---------- Dataset extract

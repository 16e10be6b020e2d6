//! # Byte-level machinery
//!
//! Varints, the output [`Serializer`] trait, the input [`Reader`] cursor, and helpers
//! for framing whole messages.
//!
//! Codecs never record their own top-level length: a decoder must be handed exactly
//! the bytes of one message. When a message travels on its own (over a socket, into a
//! log file), frame it with [`encode_framed`] and read it back with [`decode_framed`]
//! or [`Frames`].
//!
//! # Example
//!
//! ```
//! use kcodec::prelude::*;
//!
//! let point = codec(Tuple::new(vec![codec(U8), codec(Text)]));
//! let msg = Value::Tuple(vec![Value::from(7u8), Value::from("hi")]);
//!
//! let mut wire = Vec::new();
//! encode_framed(&*point, &msg, &mut wire).unwrap();
//! encode_framed(&*point, &msg, &mut wire).unwrap();
//!
//! // one varint length in front of each message
//! assert_eq!(wire[..5], [0x04, 0x07, 0x02, b'h', b'i']);
//!
//! let decoded: Vec<Value> = Frames::new(&*point, &wire).collect::<Result<_, _>>().unwrap();
//! assert_eq!(decoded, vec![msg.clone(), msg]);
//! ```

use crate::{codec::Codec, errors::*, Value};

pub mod ser;
pub use ser::*;
pub mod de;
pub use de::*;
pub mod varint;
pub use varint::*;
mod constants;
pub(crate) use constants::*;
pub use constants::{MAX_SAFE_INTEGER, MAX_VARINT_LEN};

/// Encodes `value` with `codec` and appends it to `out` behind a varint length.
///
/// # Arguments
///
/// * `codec` - The codec describing the message.
/// * `value` - The message.
/// * `out` - Where the framed bytes are appended.
pub fn encode_framed<S: Serializer + ?Sized>(
    codec: &dyn Codec,
    value: &Value,
    out: &mut S,
) -> CodecResult<()> {
    let body = codec.encode(value)?;
    out.put_prefixed(&body)
}

/// Decodes one framed message from the front of `bytes`, returning it together with
/// the number of bytes the frame occupied.
///
/// # Errors
///
/// Fails with [`CodecError::Truncated`] if the frame is incomplete, or with whatever
/// error `codec` reports for the message body.
pub fn decode_framed(codec: &dyn Codec, bytes: &[u8]) -> CodecResult<(Value, usize)> {
    let mut reader = Reader::new(bytes);
    let body = reader.read_prefixed()?;
    let value = codec.decode(body)?;
    Ok((value, bytes.len() - reader.remaining()))
}

/// An iterator over back-to-back framed messages.
///
/// Iteration stops after the buffer is exhausted or after the first error.
#[derive(Debug)]
pub struct Frames<'a, 'c> {
    codec: &'c dyn Codec,
    reader: Reader<'a>,
    failed: bool,
}

impl<'a, 'c> Frames<'a, 'c> {
    /// Creates an iterator over the frames in `bytes`.
    pub fn new(codec: &'c dyn Codec, bytes: &'a [u8]) -> Self {
        Frames {
            codec,
            reader: Reader::new(bytes),
            failed: false,
        }
    }
}

impl<'a, 'c> Iterator for Frames<'a, 'c> {
    type Item = CodecResult<Value>;

    fn next(&mut self) -> Option<Self::Item> {
        if self.failed || self.reader.is_empty() {
            return None;
        }
        let res = self
            .reader
            .read_prefixed()
            .and_then(|body| self.codec.decode(body));
        self.failed = res.is_err();
        Some(res)
    }
}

--------------------

Would you copy each line of the records that contains "with"?

//! log file), frame it with [`encode_framed`] and read it back with [`decode_framed`]
/// Encodes `value` with `codec` and appends it to `out` behind a varint length.
/// Decodes one framed message from the front of `bytes`, returning it together with
/// Fails with [`CodecError::Truncated`] if the frame is incomplete, or with whatever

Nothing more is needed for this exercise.